Saved data entries
____________________

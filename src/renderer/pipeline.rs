//! Surface, device and the single flat-color pipeline
//!
//! Vertices arrive in world pixels and are mapped to clip space on upload.

use glam::Vec2;
use wgpu::util::DeviceExt;

use super::vertex::{Vertex, colors};

/// GPU state for drawing one scene per frame
pub struct RenderState {
    pub surface: wgpu::Surface<'static>,
    pub device: wgpu::Device,
    pub queue: wgpu::Queue,
    pub config: wgpu::SurfaceConfiguration,
    pub pipeline: wgpu::RenderPipeline,
    pub vertex_buffer: wgpu::Buffer,
    pub vertex_count: u32,
    /// Backing store size, already scaled by device pixel ratio
    pub size: (u32, u32),
    /// Stretched over the whole surface
    pub world_size: Vec2,
}

impl RenderState {
    pub async fn new(
        surface: wgpu::Surface<'static>,
        adapter: &wgpu::Adapter,
        width: u32,
        height: u32,
        world_size: Vec2,
    ) -> Result<Self, wgpu::RequestDeviceError> {
        let (device, queue) = adapter
            .request_device(&wgpu::DeviceDescriptor {
                label: Some("pineapple-panic-device"),
                required_features: wgpu::Features::empty(),
                required_limits: wgpu::Limits::downlevel_webgl2_defaults(),
                memory_hints: Default::default(),
                trace: Default::default(),
                experimental_features: Default::default(),
            })
            .await?;

        let surface_caps = surface.get_capabilities(adapter);
        let surface_format = surface_caps
            .formats
            .iter()
            .find(|f| f.is_srgb())
            .copied()
            .unwrap_or(surface_caps.formats[0]);

        let config = wgpu::SurfaceConfiguration {
            usage: wgpu::TextureUsages::RENDER_ATTACHMENT,
            format: surface_format,
            width,
            height,
            present_mode: wgpu::PresentMode::AutoVsync,
            alpha_mode: surface_caps.alpha_modes[0],
            view_formats: vec![],
            desired_maximum_frame_latency: 2,
        };
        surface.configure(&device, &config);

        let pipeline = flat_color_pipeline(&device, config.format);

        let vertex_buffer = device.create_buffer_init(&wgpu::util::BufferInitDescriptor {
            label: Some("vertex_buffer"),
            contents: bytemuck::cast_slice(&[Vertex::new(0.0, 0.0, [1.0; 4])]),
            usage: wgpu::BufferUsages::VERTEX | wgpu::BufferUsages::COPY_DST,
        });

        Ok(Self {
            surface,
            device,
            queue,
            config,
            pipeline,
            vertex_buffer,
            vertex_count: 0,
            size: (width, height),
            world_size,
        })
    }

    pub fn resize(&mut self, new_width: u32, new_height: u32) {
        if new_width > 0 && new_height > 0 {
            self.size = (new_width, new_height);
            self.config.width = new_width;
            self.config.height = new_height;
            self.surface.configure(&self.device, &self.config);
        }
    }

    pub fn world_to_ndc(&self, x: f32, y: f32) -> (f32, f32) {
        world_to_ndc(self.world_size, x, y)
    }

    /// Draw a world-space triangle list over the background clear
    pub fn render(&mut self, vertices: &[Vertex]) -> Result<(), wgpu::SurfaceError> {
        let ndc_vertices: Vec<Vertex> = vertices
            .iter()
            .map(|v| {
                let (x, y) = self.world_to_ndc(v.position[0], v.position[1]);
                Vertex::new(x, y, v.color)
            })
            .collect();

        if !ndc_vertices.is_empty() {
            self.vertex_buffer = self
                .device
                .create_buffer_init(&wgpu::util::BufferInitDescriptor {
                    label: Some("vertex_buffer"),
                    contents: bytemuck::cast_slice(&ndc_vertices),
                    usage: wgpu::BufferUsages::VERTEX,
                });
        }
        self.vertex_count = ndc_vertices.len() as u32;

        let output = self.surface.get_current_texture()?;
        let view = output
            .texture
            .create_view(&wgpu::TextureViewDescriptor::default());

        let mut encoder = self
            .device
            .create_command_encoder(&wgpu::CommandEncoderDescriptor {
                label: Some("render_encoder"),
            });

        {
            let [r, g, b, a] = colors::BACKGROUND;
            let mut render_pass = encoder.begin_render_pass(&wgpu::RenderPassDescriptor {
                label: Some("render_pass"),
                color_attachments: &[Some(wgpu::RenderPassColorAttachment {
                    view: &view,
                    resolve_target: None,
                    ops: wgpu::Operations {
                        load: wgpu::LoadOp::Clear(wgpu::Color {
                            r: r as f64,
                            g: g as f64,
                            b: b as f64,
                            a: a as f64,
                        }),
                        store: wgpu::StoreOp::Store,
                    },
                    depth_slice: None,
                })],
                depth_stencil_attachment: None,
                timestamp_writes: None,
                occlusion_query_set: None,
                multiview_mask: None,
            });

            if self.vertex_count > 0 {
                render_pass.set_pipeline(&self.pipeline);
                render_pass.set_vertex_buffer(0, self.vertex_buffer.slice(..));
                render_pass.draw(0..self.vertex_count, 0..1);
            }
        }

        self.queue.submit(std::iter::once(encoder.finish()));
        output.present();

        Ok(())
    }
}

fn flat_color_pipeline(
    device: &wgpu::Device,
    format: wgpu::TextureFormat,
) -> wgpu::RenderPipeline {
    let shader = device.create_shader_module(wgpu::ShaderModuleDescriptor {
        label: Some("shader"),
        source: wgpu::ShaderSource::Wgsl(include_str!("shader.wgsl").into()),
    });

    let pipeline_layout = device.create_pipeline_layout(&wgpu::PipelineLayoutDescriptor {
        label: Some("pipeline_layout"),
        bind_group_layouts: &[],
        immediate_size: 0,
    });

    device.create_render_pipeline(&wgpu::RenderPipelineDescriptor {
        label: Some("render_pipeline"),
        layout: Some(&pipeline_layout),
        vertex: wgpu::VertexState {
            module: &shader,
            entry_point: Some("vs_main"),
            buffers: &[Vertex::desc()],
            compilation_options: Default::default(),
        },
        fragment: Some(wgpu::FragmentState {
            module: &shader,
            entry_point: Some("fs_main"),
            targets: &[Some(wgpu::ColorTargetState {
                format,
                blend: Some(wgpu::BlendState::ALPHA_BLENDING),
                write_mask: wgpu::ColorWrites::ALL,
            })],
            compilation_options: Default::default(),
        }),
        primitive: wgpu::PrimitiveState {
            topology: wgpu::PrimitiveTopology::TriangleList,
            strip_index_format: None,
            front_face: wgpu::FrontFace::Ccw,
            cull_mode: None,
            polygon_mode: wgpu::PolygonMode::Fill,
            unclipped_depth: false,
            conservative: false,
        },
        depth_stencil: None,
        multisample: wgpu::MultisampleState::default(),
        multiview_mask: None,
        cache: None,
    })
}

/// World rectangle [0, w] × [0, h] (y down) onto NDC [-1, 1]² (y up)
pub fn world_to_ndc(world_size: Vec2, x: f32, y: f32) -> (f32, f32) {
    (x / world_size.x * 2.0 - 1.0, 1.0 - y / world_size.y * 2.0)
}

____________________

■ **Your instructions**
Copy each entry exactly, leaving every line as it is.

■ **Answer space**
filename src/renderer/pipeline.rs
//! Surface, device and the single flat-color pipeline
//!
//! Vertices arrive in world pixels and are mapped to clip space on upload.

use glam::Vec2;
use wgpu::util::DeviceExt;

use super::vertex::{Vertex, colors};

/// GPU state for drawing one scene per frame
pub struct RenderState {
    pub surface: wgpu::Surface<'static>,
    pub device: wgpu::Device,
    pub queue: wgpu::Queue,
    pub config: wgpu::SurfaceConfiguration,
    pub pipeline: wgpu::RenderPipeline,
    pub vertex_buffer: wgpu::Buffer,
    pub vertex_count: u32,
    /// Backing store size, already scaled by device pixel ratio
    pub size: (u32, u32),
    /// Stretched over the whole surface
    pub world_size: Vec2,
}

impl RenderState {
    pub async fn new(
        surface: wgpu::Surface<'static>,
        adapter: &wgpu::Adapter,
        width: u32,
        height: u32,
        world_size: Vec2,
    ) -> Result<Self, wgpu::RequestDeviceError> {
        let (device, queue) = adapter
            .request_device(&wgpu::DeviceDescriptor {
                label: Some("pineapple-panic-device"),
                required_features: wgpu::Features::empty(),
                required_limits: wgpu::Limits::downlevel_webgl2_defaults(),
                memory_hints: Default::default(),
                trace: Default::default(),
                experimental_features: Default::default(),
            })
            .await?;

        let surface_caps = surface.get_capabilities(adapter);
        let surface_format = surface_caps
            .formats
            .iter()
            .find(|f| f.is_srgb())
            .copied()
            .unwrap_or(surface_caps.formats[0]);

        let config = wgpu::SurfaceConfiguration {
            usage: wgpu::TextureUsages::RENDER_ATTACHMENT,
            format: surface_format,
            width,
            height,
            present_mode: wgpu::PresentMode::AutoVsync,
            alpha_mode: surface_caps.alpha_modes[0],
            view_formats: vec![],
            desired_maximum_frame_latency: 2,
        };
        surface.configure(&device, &config);

        let pipeline = flat_color_pipeline(&device, config.format);

        let vertex_buffer = device.create_buffer_init(&wgpu::util::BufferInitDescriptor {
            label: Some("vertex_buffer"),
            contents: bytemuck::cast_slice(&[Vertex::new(0.0, 0.0, [1.0; 4])]),
            usage: wgpu::BufferUsages::VERTEX | wgpu::BufferUsages::COPY_DST,
        });

        Ok(Self {
            surface,
            device,
            queue,
            config,
            pipeline,
            vertex_buffer,
            vertex_count: 0,
            size: (width, height),
            world_size,
        })
    }

    pub fn resize(&mut self, new_width: u32, new_height: u32) {
        if new_width > 0 && new_height > 0 {
            self.size = (new_width, new_height);
            self.config.width = new_width;
            self.config.height = new_height;
            self.surface.configure(&self.device, &self.config);
        }
    }

    pub fn world_to_ndc(&self, x: f32, y: f32) -> (f32, f32) {
        world_to_ndc(self.world_size, x, y)
    }

    /// Draw a world-space triangle list over the background clear
    pub fn render(&mut self, vertices: &[Vertex]) -> Result<(), wgpu::SurfaceError> {
        let ndc_vertices: Vec<Vertex> = vertices
            .iter()
            .map(|v| {
                let (x, y) = self.world_to_ndc(v.position[0], v.position[1]);
                Vertex::new(x, y, v.color)
            })
            .collect();

        if !ndc_vertices.is_empty() {
            self.vertex_buffer = self
                .device
                .create_buffer_init(&wgpu::util::BufferInitDescriptor {
                    label: Some("vertex_buffer"),
                    contents: bytemuck::cast_slice(&ndc_vertices),
                    usage: wgpu::BufferUsages::VERTEX,
                });
        }
        self.vertex_count = ndc_vertices.len() as u32;

        let output = self.surface.get_current_texture()?;
        let view = output
            .texture
            .create_view(&wgpu::TextureViewDescriptor::default());

        let mut encoder = self
            .device
            .create_command_encoder(&wgpu::CommandEncoderDescriptor {
                label: Some("render_encoder"),
            });

        {
            let [r, g, b, a] = colors::BACKGROUND;
            let mut render_pass = encoder.begin_render_pass(&wgpu::RenderPassDescriptor {
                label: Some("render_pass"),
                color_attachments: &[Some(wgpu::RenderPassColorAttachment {
                    view: &view,
                    resolve_target: None,
                    ops: wgpu::Operations {
                        load: wgpu::LoadOp::Clear(wgpu::Color {
                            r: r as f64,
                            g: g as f64,
                            b: b as f64,
                            a: a as f64,
                        }),
                        store: wgpu::StoreOp::Store,
                    },
                    depth_slice: None,
                })],
                depth_stencil_attachment: None,
                timestamp_writes: None,
                occlusion_query_set: None,
                multiview_mask: None,
            });

            if self.vertex_count > 0 {
                render_pass.set_pipeline(&self.pipeline);
                render_pass.set_vertex_buffer(0, self.vertex_buffer.slice(..));
                render_pass.draw(0..self.vertex_count, 0..1);
            }
        }

        self.queue.submit(std::iter::once(encoder.finish()));
        output.present();

        Ok(())
    }
}

fn flat_color_pipeline(
    device: &wgpu::Device,
    format: wgpu::TextureFormat,
) -> wgpu::RenderPipeline {
    let shader = device.create_shader_module(wgpu::ShaderModuleDescriptor {
        label: Some("shader"),
        source: wgpu::ShaderSource::Wgsl(include_str!("shader.wgsl").into()),
    });

    let pipeline_layout = device.create_pipeline_layout(&wgpu::PipelineLayoutDescriptor {
        label: Some("pipeline_layout"),
        bind_group_layouts: &[],
        immediate_size: 0,
    });

    device.create_render_pipeline(&wgpu::RenderPipelineDescriptor {
        label: Some("render_pipeline"),
        layout: Some(&pipeline_layout),
        vertex: wgpu::VertexState {
            module: &shader,
            entry_point: Some("vs_main"),
            buffers: &[Vertex::desc()],
            compilation_options: Default::default(),
        },
        fragment: Some(wgpu::FragmentState {
            module: &shader,
            entry_point: Some("fs_main"),
            targets: &[Some(wgpu::ColorTargetState {
                format,
                blend: Some(wgpu::BlendState::ALPHA_BLENDING),
                write_mask: wgpu::ColorWrites::ALL,
            })],
            compilation_options: Default::default(),
        }),
        primitive: wgpu::PrimitiveState {
            topology: wgpu::PrimitiveTopology::TriangleList,
            strip_index_format: None,
            front_face: wgpu::FrontFace::Ccw,
            cull_mode: None,
            polygon_mode: wgpu::PolygonMode::Fill,
            unclipped_depth: false,
            conservative: false,
        },
        depth_stencil: None,
        multisample: wgpu::MultisampleState::default(),
        multiview_mask: None,
        cache: None,
    })
}

/// World rectangle [0, w] × [0, h] (y down) onto NDC [-1, 1]² (y up)
pub fn world_to_ndc(world_size: Vec2, x: f32, y: f32) -> (f32, f32) {
    (x / world_size.x * 2.0 - 1.0, 1.0 - y / world_size.y * 2.0)
}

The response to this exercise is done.